Task prompt: Copy each entry as it stands, leaving nothing out.

Data for processing:
╭──

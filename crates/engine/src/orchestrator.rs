// SPDX-License-Identifier: BUSL-1.1
// Copyright (c) 2026 Alfred Jean LLC

//! Composes the registry, slot manager, git engine, and VM supervisor into
//! the tool contracts the daemon exposes over MCP.
//!
//! Held as a single `Arc<Orchestrator>` per process: the daemon hands clones
//! to its tool router, and the CLI's read-only subcommands (`list-tasks`,
//! `list-slots`) construct one directly against the same on-disk state
//! without needing the daemon to be running.

use crate::event_bus::{EventBus, WaitOutcome};
use crate::slot_manager::{SlotError, SlotManager};
use mvm_adapters::{ensure_slot_environment, BuildArgs, ExitCallback, VmBuilder, VmSupervisor};
use mvm_core::{ActiveSlot, Clock, Event, IdGen, SystemClock, Task, TaskConfig, TaskId, TaskStatus, UuidIdGen};
use mvm_git::{GitEngine, GitError};
use mvm_storage::{tasks_dir, HostPaths, RegistryError, RegistryStore, StorageError, TaskStore};
use parking_lot::Mutex;
use serde::Serialize;
use serde_json::{json, Value};
use std::collections::HashMap;
use std::future::Future;
use std::path::{Path, PathBuf};
use std::sync::Arc;
use std::time::Duration;
use thiserror::Error;
use tracing::{error, warn};

#[derive(Debug, Error)]
pub enum OrchestratorError {
    #[error(transparent)]
    Registry(#[from] RegistryError),
    #[error(transparent)]
    Storage(#[from] StorageError),
    #[error(transparent)]
    Git(#[from] GitError),
    #[error("unknown task id '{0}'")]
    UnknownTask(TaskId),
    #[error("task {0} is still running")]
    TaskRunning(TaskId),
}

#[derive(Debug, Error)]
pub enum RunTaskError {
    #[error("unknown repo alias '{alias}'")]
    UnknownRepo { alias: String },
    #[error("all {max} slots are busy")]
    SlotsBusy { max: u32, active: Vec<ActiveSlot> },
    #[error("environment variable {0} is not set")]
    MissingCredential(String),
    #[error("git setup failed: {0}")]
    GitSetup(String),
    #[error("slot environment setup failed: {0}")]
    SlotEnvironment(String),
    #[error("build failed: {0}")]
    Build(String),
    #[error("failed to start VM: {0}")]
    Spawn(String),
    #[error(transparent)]
    Registry(#[from] RegistryError),
    #[error(transparent)]
    Storage(#[from] StorageError),
}

/// Result of `get_task_info`.
#[derive(Debug, Clone, Serialize)]
pub struct GetTaskInfo {
    pub status: TaskStatus,
    pub result: Option<Value>,
    pub merge_result: Option<Value>,
    pub pid: Option<u32>,
    pub exit_code: Option<i32>,
}

/// One entry of `list_repos`.
#[derive(Debug, Clone, Serialize)]
pub struct ListReposEntry {
    pub alias: String,
    pub path: PathBuf,
    pub added_at: chrono::DateTime<chrono::Utc>,
}

impl From<mvm_core::RepoEntry> for ListReposEntry {
    fn from(entry: mvm_core::RepoEntry) -> Self {
        Self {
            alias: entry.alias,
            path: entry.path,
            added_at: entry.added_at,
        }
    }
}

/// Dependencies and tunables an `Orchestrator` is built from.
pub struct OrchestratorConfig {
    pub host_paths: HostPaths,
    pub max_slots: u32,
    /// Name of the environment variable `run_task` reads the API token from.
    pub api_token_env: String,
    pub stop_deadline: Duration,
    pub builder: Arc<dyn VmBuilder>,
    pub supervisor: Arc<dyn VmSupervisor>,
}

/// Single process-wide instance composing every subsystem. Construct once
/// per process and share via `Arc`.
pub struct Orchestrator {
    host_paths: HostPaths,
    api_token_env: String,
    #[allow(dead_code)] // read by `stop_all` during daemon shutdown
    stop_deadline: Duration,
    builder: Arc<dyn VmBuilder>,
    supervisor: Arc<dyn VmSupervisor>,
    clock: Arc<dyn Clock>,
    id_gen: Arc<dyn IdGen>,
    registry: RegistryStore,
    slots: SlotManager,
    task_store: TaskStore,
    events: EventBus,
    git_engines: Mutex<HashMap<PathBuf, GitEngine>>,
    tasks: Mutex<HashMap<TaskId, Task>>,
}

╰──

Response area:
filename crates/engine/src/orchestrator.rs
// SPDX-License-Identifier: BUSL-1.1
// Copyright (c) 2026 Alfred Jean LLC

//! Composes the registry, slot manager, git engine, and VM supervisor into
//! the tool contracts the daemon exposes over MCP.
//!
//! Held as a single `Arc<Orchestrator>` per process: the daemon hands clones
//! to its tool router, and the CLI's read-only subcommands (`list-tasks`,
//! `list-slots`) construct one directly against the same on-disk state
//! without needing the daemon to be running.

use crate::event_bus::{EventBus, WaitOutcome};
use crate::slot_manager::{SlotError, SlotManager};
use mvm_adapters::{ensure_slot_environment, BuildArgs, ExitCallback, VmBuilder, VmSupervisor};
use mvm_core::{ActiveSlot, Clock, Event, IdGen, SystemClock, Task, TaskConfig, TaskId, TaskStatus, UuidIdGen};
use mvm_git::{GitEngine, GitError};
use mvm_storage::{tasks_dir, HostPaths, RegistryError, RegistryStore, StorageError, TaskStore};
use parking_lot::Mutex;
use serde::Serialize;
use serde_json::{json, Value};
use std::collections::HashMap;
use std::future::Future;
use std::path::{Path, PathBuf};
use std::sync::Arc;
use std::time::Duration;
use thiserror::Error;
use tracing::{error, warn};

#[derive(Debug, Error)]
pub enum OrchestratorError {
    #[error(transparent)]
    Registry(#[from] RegistryError),
    #[error(transparent)]
    Storage(#[from] StorageError),
    #[error(transparent)]
    Git(#[from] GitError),
    #[error("unknown task id '{0}'")]
    UnknownTask(TaskId),
    #[error("task {0} is still running")]
    TaskRunning(TaskId),
}

#[derive(Debug, Error)]
pub enum RunTaskError {
    #[error("unknown repo alias '{alias}'")]
    UnknownRepo { alias: String },
    #[error("all {max} slots are busy")]
    SlotsBusy { max: u32, active: Vec<ActiveSlot> },
    #[error("environment variable {0} is not set")]
    MissingCredential(String),
    #[error("git setup failed: {0}")]
    GitSetup(String),
    #[error("slot environment setup failed: {0}")]
    SlotEnvironment(String),
    #[error("build failed: {0}")]
    Build(String),
    #[error("failed to start VM: {0}")]
    Spawn(String),
    #[error(transparent)]
    Registry(#[from] RegistryError),
    #[error(transparent)]
    Storage(#[from] StorageError),
}

/// Result of `get_task_info`.
#[derive(Debug, Clone, Serialize)]
pub struct GetTaskInfo {
    pub status: TaskStatus,
    pub result: Option<Value>,
    pub merge_result: Option<Value>,
    pub pid: Option<u32>,
    pub exit_code: Option<i32>,
}

/// One entry of `list_repos`.
#[derive(Debug, Clone, Serialize)]
pub struct ListReposEntry {
    pub alias: String,
    pub path: PathBuf,
    pub added_at: chrono::DateTime<chrono::Utc>,
}

impl From<mvm_core::RepoEntry> for ListReposEntry {
    fn from(entry: mvm_core::RepoEntry) -> Self {
        Self {
            alias: entry.alias,
            path: entry.path,
            added_at: entry.added_at,
        }
    }
}

/// Dependencies and tunables an `Orchestrator` is built from.
pub struct OrchestratorConfig {
    pub host_paths: HostPaths,
    pub max_slots: u32,
    /// Name of the environment variable `run_task` reads the API token from.
    pub api_token_env: String,
    pub stop_deadline: Duration,
    pub builder: Arc<dyn VmBuilder>,
    pub supervisor: Arc<dyn VmSupervisor>,
}

/// Single process-wide instance composing every subsystem. Construct once
/// per process and share via `Arc`.
pub struct Orchestrator {
    host_paths: HostPaths,
    api_token_env: String,
    #[allow(dead_code)] // read by `stop_all` during daemon shutdown
    stop_deadline: Duration,
    builder: Arc<dyn VmBuilder>,
    supervisor: Arc<dyn VmSupervisor>,
    clock: Arc<dyn Clock>,
    id_gen: Arc<dyn IdGen>,
    registry: RegistryStore,
    slots: SlotManager,
    task_store: TaskStore,
    events: EventBus,
    git_engines: Mutex<HashMap<PathBuf, GitEngine>>,
    tasks: Mutex<HashMap<TaskId, Task>>,
}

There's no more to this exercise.